TASK DETAILS: Pull each line holding "Duration" out of the entries below.

DATA PROVIDED:
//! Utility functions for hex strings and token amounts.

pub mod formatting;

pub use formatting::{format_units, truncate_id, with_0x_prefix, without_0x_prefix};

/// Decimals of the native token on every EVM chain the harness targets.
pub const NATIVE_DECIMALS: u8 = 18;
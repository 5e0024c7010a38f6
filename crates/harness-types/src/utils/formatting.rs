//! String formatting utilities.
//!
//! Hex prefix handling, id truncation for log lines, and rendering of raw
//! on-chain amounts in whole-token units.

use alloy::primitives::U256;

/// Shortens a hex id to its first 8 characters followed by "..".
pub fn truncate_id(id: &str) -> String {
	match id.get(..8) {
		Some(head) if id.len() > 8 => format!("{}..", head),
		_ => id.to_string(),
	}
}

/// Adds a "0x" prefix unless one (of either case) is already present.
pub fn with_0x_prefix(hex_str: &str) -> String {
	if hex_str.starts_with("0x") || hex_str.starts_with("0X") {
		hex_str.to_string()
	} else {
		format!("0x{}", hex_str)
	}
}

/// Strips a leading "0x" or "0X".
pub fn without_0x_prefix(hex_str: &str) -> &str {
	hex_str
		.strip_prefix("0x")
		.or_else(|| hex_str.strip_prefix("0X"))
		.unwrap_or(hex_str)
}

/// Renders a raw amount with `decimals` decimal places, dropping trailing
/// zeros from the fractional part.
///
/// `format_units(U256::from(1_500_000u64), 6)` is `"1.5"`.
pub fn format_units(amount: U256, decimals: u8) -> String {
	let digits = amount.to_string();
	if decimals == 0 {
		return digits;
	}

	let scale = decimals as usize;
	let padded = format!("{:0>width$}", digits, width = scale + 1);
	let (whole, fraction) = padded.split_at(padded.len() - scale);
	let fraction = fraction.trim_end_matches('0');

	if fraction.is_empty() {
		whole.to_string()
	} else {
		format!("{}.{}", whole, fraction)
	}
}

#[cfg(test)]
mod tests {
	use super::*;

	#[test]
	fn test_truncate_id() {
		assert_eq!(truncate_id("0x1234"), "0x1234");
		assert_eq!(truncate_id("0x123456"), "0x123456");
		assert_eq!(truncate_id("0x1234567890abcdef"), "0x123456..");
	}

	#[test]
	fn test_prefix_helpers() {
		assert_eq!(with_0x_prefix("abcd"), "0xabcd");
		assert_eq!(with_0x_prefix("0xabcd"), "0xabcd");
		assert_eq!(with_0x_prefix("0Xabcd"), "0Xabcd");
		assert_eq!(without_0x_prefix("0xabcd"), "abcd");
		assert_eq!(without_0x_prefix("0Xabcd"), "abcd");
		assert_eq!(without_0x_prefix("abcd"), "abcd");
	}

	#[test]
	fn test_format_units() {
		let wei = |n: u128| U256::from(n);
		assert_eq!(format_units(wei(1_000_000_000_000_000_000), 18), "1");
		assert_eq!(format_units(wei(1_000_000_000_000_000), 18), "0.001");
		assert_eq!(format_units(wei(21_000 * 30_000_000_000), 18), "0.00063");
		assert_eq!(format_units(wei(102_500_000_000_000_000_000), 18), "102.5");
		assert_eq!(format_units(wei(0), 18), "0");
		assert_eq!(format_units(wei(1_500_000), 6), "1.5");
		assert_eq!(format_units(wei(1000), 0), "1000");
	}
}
---
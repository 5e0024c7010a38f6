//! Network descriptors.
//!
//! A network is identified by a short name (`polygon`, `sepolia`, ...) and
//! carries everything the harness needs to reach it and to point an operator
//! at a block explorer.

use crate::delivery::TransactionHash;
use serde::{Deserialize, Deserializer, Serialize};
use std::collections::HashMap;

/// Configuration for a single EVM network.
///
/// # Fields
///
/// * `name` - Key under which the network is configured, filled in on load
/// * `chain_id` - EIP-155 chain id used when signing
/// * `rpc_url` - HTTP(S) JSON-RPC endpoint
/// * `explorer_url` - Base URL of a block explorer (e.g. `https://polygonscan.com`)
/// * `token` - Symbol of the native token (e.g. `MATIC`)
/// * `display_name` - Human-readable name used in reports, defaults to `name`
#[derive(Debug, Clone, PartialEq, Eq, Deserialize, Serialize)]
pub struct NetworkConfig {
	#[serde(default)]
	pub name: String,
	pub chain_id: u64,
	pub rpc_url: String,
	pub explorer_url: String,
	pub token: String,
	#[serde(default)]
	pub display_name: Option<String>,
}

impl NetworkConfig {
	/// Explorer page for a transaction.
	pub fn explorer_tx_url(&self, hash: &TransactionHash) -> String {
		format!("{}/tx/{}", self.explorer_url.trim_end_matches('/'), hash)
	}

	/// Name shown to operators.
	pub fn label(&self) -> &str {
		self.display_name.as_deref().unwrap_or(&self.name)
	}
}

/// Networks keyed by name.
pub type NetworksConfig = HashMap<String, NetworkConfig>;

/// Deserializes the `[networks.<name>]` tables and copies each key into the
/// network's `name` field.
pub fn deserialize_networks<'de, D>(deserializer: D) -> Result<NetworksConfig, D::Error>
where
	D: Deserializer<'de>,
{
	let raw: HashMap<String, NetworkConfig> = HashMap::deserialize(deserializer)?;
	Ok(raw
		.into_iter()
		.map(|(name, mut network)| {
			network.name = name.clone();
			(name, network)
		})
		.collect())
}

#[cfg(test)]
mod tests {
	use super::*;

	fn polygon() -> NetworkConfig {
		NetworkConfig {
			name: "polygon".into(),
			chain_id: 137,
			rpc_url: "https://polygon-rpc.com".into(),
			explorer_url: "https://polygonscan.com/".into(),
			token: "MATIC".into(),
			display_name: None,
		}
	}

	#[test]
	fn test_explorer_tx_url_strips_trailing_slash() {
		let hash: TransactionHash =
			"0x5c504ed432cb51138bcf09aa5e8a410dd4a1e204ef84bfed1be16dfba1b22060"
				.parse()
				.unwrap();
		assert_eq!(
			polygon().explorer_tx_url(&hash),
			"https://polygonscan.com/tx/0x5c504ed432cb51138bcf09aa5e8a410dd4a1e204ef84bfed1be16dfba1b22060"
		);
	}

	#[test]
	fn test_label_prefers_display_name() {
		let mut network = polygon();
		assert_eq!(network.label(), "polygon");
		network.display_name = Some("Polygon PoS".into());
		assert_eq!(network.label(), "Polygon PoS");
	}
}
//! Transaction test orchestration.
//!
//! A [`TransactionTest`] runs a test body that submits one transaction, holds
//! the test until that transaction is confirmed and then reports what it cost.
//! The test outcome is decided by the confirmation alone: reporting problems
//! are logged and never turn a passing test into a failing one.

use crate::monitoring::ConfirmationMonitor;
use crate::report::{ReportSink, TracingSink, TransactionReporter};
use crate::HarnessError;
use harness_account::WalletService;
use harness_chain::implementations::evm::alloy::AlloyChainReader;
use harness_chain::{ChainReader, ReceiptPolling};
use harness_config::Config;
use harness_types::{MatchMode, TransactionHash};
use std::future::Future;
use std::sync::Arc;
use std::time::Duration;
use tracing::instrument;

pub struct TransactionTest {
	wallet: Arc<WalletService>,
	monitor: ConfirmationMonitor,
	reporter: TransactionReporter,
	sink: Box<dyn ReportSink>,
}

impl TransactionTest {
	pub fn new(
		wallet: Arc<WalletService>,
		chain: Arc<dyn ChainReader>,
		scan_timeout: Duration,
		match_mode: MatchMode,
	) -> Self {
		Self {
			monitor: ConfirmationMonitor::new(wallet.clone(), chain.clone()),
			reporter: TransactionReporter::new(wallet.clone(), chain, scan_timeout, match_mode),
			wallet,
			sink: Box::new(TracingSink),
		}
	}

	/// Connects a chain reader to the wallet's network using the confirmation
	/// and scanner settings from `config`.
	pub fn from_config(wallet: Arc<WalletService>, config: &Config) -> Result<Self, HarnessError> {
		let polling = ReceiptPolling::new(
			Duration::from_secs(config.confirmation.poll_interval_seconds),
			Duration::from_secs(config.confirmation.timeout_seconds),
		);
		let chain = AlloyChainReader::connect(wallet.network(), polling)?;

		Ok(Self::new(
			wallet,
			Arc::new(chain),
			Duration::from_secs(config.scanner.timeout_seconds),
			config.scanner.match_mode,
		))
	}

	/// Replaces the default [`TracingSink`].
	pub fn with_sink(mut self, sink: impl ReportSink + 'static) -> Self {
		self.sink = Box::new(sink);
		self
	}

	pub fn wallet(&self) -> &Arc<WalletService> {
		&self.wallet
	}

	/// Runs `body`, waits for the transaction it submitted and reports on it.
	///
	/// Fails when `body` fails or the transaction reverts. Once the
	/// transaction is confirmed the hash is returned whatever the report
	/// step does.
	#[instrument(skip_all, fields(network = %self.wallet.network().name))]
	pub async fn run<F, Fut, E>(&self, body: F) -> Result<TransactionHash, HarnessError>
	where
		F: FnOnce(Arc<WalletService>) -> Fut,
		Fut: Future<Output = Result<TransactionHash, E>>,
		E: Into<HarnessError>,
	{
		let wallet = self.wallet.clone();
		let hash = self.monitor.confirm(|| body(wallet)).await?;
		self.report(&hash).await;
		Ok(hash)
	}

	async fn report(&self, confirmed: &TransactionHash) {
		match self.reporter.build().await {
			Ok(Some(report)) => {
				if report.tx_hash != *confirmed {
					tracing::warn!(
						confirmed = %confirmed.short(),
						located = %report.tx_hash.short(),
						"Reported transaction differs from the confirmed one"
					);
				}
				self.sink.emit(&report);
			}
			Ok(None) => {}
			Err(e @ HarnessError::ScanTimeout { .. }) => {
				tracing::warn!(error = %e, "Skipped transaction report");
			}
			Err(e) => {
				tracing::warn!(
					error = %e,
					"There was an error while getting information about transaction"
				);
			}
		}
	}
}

RESPONSE:
use std::time::Duration;
		scan_timeout: Duration,
			Duration::from_secs(config.confirmation.poll_interval_seconds),
			Duration::from_secs(config.confirmation.timeout_seconds),
			Duration::from_secs(config.scanner.timeout_seconds),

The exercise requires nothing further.